NYSUT, supported by parent, education and civil rights groups, launched a 10-day statewide media campaign in mid-January that highlights the progress teachers, parents and students have made in ending the test-and-punish era in public education and beginning to see a future in which educators are free to "teach and inspire."
"Unprecedented activism by parents and teachers opened the door for much-needed change in public education," said NYSUT President Karen E. Magee. "The pendulum is swinging back to what's most important — teaching and learning. At the same time, we're reminding New Yorkers that ... we must all work together to continue this progress for our students."
The New York State PTA, New York NAACP and the School Administrators Association of New York State backed the campaign.

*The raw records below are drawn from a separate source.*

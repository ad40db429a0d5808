use std::rc::Rc;

use serde::de::DeserializeOwned;

use crate::{
    config::Config,
    ui::{Navigator, Notifier, WeuiNotifier, WindowNavigator},
};

use super::{
    envelope::Envelope,
    error::{Completion, RequestError},
    fetch::FetchTransport,
    options::{ErrorCallback, FetchOptions, RequestOptions, SuccessCallback},
    transport::Transport,
};

const UNAUTHORIZED: u16 = 401;

/// Sends requests and turns each response into exactly one outcome:
/// the success callback, the error callback, or nothing when the session
/// expired and the user is being sent back to the login page.
pub struct RequestHelper<T> {
    transport: T,
    notifier: Rc<dyn Notifier>,
    navigator: Rc<dyn Navigator>,
    config: Config,
}

impl RequestHelper<FetchTransport> {
    pub fn browser() -> Self {
        Self::new(FetchTransport, Rc::new(WeuiNotifier), Rc::new(WindowNavigator))
    }
}

impl<T: Transport + 'static> RequestHelper<T> {
    pub fn new(transport: T, notifier: Rc<dyn Notifier>, navigator: Rc<dyn Navigator>) -> Self {
        Self {
            transport,
            notifier,
            navigator,
            config: Config::default(),
        }
    }

    pub fn with_config(mut self, config: Config) -> Self {
        self.config = config;
        self
    }

    pub fn config(&self) -> &Config {
        &self.config
    }

    /// Fire and forget: the pipeline runs on the event loop and reports
    /// through the callbacks in `options`.
    pub fn request<D>(self: &Rc<Self>, url: impl Into<String>, options: RequestOptions<D>)
    where
        D: DeserializeOwned + 'static,
    {
        let helper = Rc::clone(self);
        let url = url.into();
        wasm_bindgen_futures::spawn_local(async move {
            helper.dispatch(&url, options).await;
        });
    }

    /// Runs one request to completion and invokes the matching callback.
    pub async fn dispatch<D: DeserializeOwned>(&self, url: &str, options: RequestOptions<D>) {
        let RequestOptions {
            success,
            error,
            fetch,
        } = options;
        let completion = self.complete(url, fetch).await;
        self.finish(completion, success, error);
    }

    /// Sends the request and classifies the response without running callbacks.
    pub async fn complete<D: DeserializeOwned>(&self, url: &str, fetch: FetchOptions) -> Completion<D> {
        let prepared = match fetch.prepare() {
            Ok(prepared) => prepared,
            Err(err) => return err.into(),
        };
        log::debug!("{} {}", prepared.method, url);

        let response = match self.transport.fetch(url, prepared).await {
            Ok(response) => response,
            Err(err) => return err.into(),
        };

        if !response.ok() {
            if response.status == UNAUTHORIZED {
                log::error!("session expired");
                self.prompt_login();
                return Completion::Handled;
            }
            return RequestError::Status {
                status: response.status,
                status_text: response.status_text,
            }
            .into();
        }

        match Envelope::parse(&response.body).and_then(Envelope::into_data) {
            Ok(data) => Completion::Success(data),
            Err(err) => err.into(),
        }
    }

    fn prompt_login(&self) {
        let navigator = Rc::clone(&self.navigator);
        let route = self.config.login_route.clone();
        self.notifier.toast(
            &self.config.session_expired_message,
            Box::new(move || navigator.navigate(&route)),
        );
    }

    fn finish<D>(
        &self,
        completion: Completion<D>,
        success: Option<SuccessCallback<D>>,
        error: Option<ErrorCallback>,
    ) {
        match completion {
            Completion::Success(data) => {
                if let Some(success) = success {
                    success(data);
                }
            }
            Completion::Failure(err) => self.fail(err, error),
            Completion::Handled => {}
        }
    }

    /// Hands `err` to the caller's error callback, or shows it as a top tip.
    pub fn fail(&self, err: RequestError, error: Option<ErrorCallback>) {
        match error {
            Some(error) => error(err),
            None => self.notifier.top_tips(&err.to_string()),
        }
    }
}

/// Sends one request with the browser transport, `weui` notifications and
/// `window.location` navigation.
pub fn request<D>(url: impl Into<String>, options: RequestOptions<D>)
where
    D: DeserializeOwned + 'static,
{
    Rc::new(RequestHelper::browser()).request(url, options);
}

The $1 million television ad proclaims: "Teachers, parents and students came together speaking out for change in our public schools. End the era of test-and-punish. Begin a future of teach-and-inspire. As a result, Gov. Cuomo's task force recommended sweeping changes. The state is committed to a total reboot and the Regents are acting. That's progress — though we are just getting started." The ad concludes, "We must restore the joy of teaching and learning for our kids. Let's get it done, working together."
NYSUT Vice President Catalina Fortino, a member of the governor's Common Core Task Force, noted the Regents have already taken initial steps, such as approving a four-year moratorium on the use of flawed state tests in teacher evaluations and beginning work on New York State Standards.
"NYSUT is committed to working with the Regents to re-design state assessments; reducing the amount of time spent on testing; and ensuring teacher evaluations are fair and meaningful," she said.
NYSUT's ad was shown in regional markets across the state. It coincided with a television ad produced by the United Federation of Teachers, NYSUT's largest local, called "Working Together." The UFT ad was shown in the New York City metro area.
"The governor and legislators clearly hear what parents and teachers are saying: Over-testing is bad for students. The task force provided clear direction and we look to the Regents and State Education Department to move this forward," said NYSUT Executive Vice President Andy Pallotta.